Instructions for the task
Exactly the lines from the one with "pub fn is_empty(&self)" to the end of the entries should appear in your answer, retyped word for word.

Stored items from a collection
'''

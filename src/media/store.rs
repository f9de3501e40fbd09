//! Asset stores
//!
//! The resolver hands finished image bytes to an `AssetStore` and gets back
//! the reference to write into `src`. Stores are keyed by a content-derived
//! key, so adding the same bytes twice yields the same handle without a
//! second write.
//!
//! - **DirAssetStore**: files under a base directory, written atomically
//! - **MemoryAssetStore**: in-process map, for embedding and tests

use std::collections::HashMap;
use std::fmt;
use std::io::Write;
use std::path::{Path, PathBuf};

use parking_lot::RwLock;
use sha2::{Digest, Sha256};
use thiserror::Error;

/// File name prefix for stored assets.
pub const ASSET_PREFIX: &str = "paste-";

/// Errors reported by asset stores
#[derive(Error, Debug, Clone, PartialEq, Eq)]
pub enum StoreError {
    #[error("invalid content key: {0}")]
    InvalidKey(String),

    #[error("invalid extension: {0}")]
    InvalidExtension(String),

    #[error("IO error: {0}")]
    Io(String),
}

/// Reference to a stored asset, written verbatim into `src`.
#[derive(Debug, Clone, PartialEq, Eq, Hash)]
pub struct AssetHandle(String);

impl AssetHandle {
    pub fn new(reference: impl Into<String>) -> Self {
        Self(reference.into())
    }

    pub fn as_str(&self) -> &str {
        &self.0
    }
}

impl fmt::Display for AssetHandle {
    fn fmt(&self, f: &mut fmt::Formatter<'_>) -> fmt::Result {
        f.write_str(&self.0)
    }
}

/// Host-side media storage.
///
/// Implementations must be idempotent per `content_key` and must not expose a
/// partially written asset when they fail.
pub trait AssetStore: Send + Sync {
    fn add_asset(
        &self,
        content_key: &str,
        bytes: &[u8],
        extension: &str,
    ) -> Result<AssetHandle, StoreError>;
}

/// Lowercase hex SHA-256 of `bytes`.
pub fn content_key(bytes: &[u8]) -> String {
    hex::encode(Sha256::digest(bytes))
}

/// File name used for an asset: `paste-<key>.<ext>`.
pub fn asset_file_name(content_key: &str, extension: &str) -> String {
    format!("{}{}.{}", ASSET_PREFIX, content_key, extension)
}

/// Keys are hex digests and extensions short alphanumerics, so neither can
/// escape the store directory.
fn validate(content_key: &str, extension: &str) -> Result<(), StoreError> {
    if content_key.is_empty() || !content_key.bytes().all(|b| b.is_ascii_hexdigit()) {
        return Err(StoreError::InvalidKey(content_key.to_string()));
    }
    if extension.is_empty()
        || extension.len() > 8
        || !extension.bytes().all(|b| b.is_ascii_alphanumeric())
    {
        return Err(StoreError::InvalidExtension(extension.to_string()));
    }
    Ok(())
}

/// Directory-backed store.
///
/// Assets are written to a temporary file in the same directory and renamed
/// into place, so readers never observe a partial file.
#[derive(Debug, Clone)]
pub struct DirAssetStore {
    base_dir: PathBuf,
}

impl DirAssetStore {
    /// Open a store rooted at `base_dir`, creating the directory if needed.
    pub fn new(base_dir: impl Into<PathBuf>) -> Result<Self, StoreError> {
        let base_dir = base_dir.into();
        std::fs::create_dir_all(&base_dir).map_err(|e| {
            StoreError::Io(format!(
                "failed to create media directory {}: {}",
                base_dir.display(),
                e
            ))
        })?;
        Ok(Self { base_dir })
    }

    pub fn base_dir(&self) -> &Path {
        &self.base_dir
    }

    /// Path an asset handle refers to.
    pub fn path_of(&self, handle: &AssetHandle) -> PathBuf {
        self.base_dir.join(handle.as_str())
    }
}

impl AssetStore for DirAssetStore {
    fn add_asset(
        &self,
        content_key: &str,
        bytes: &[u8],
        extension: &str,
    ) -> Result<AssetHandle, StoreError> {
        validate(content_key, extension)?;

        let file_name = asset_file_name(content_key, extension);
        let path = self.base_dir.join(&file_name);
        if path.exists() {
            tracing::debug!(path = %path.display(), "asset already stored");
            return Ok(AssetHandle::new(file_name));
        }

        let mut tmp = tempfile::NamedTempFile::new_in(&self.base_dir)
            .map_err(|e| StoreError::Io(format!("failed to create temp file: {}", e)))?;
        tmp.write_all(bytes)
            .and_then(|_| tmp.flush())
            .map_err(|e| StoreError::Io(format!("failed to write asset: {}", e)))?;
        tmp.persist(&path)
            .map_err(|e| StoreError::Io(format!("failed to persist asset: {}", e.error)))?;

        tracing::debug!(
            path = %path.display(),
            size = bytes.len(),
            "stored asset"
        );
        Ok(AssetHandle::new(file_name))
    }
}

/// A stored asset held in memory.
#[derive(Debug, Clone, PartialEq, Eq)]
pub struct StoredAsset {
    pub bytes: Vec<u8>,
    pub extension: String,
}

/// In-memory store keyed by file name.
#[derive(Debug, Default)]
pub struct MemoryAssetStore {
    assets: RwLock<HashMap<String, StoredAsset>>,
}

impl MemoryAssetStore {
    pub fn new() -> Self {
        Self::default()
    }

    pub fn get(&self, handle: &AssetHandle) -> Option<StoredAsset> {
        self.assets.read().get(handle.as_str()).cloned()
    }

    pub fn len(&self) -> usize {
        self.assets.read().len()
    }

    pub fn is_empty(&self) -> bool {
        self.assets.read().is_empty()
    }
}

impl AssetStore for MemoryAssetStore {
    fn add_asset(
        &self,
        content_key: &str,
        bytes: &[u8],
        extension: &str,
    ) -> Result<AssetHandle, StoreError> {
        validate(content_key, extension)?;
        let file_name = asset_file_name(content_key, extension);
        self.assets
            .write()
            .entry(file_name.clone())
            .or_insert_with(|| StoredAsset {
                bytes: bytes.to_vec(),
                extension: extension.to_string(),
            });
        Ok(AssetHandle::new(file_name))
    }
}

'''

Your solution
    pub fn is_empty(&self) -> bool {
        self.assets.read().is_empty()
    }
}

impl AssetStore for MemoryAssetStore {
    fn add_asset(
        &self,
        content_key: &str,
        bytes: &[u8],
        extension: &str,
    ) -> Result<AssetHandle, StoreError> {
        validate(content_key, extension)?;
        let file_name = asset_file_name(content_key, extension);
        self.assets
            .write()
            .entry(file_name.clone())
            .or_insert_with(|| StoredAsset {
                bytes: bytes.to_vec(),
                extension: extension.to_string(),
            });
        Ok(AssetHandle::new(file_name))
    }
}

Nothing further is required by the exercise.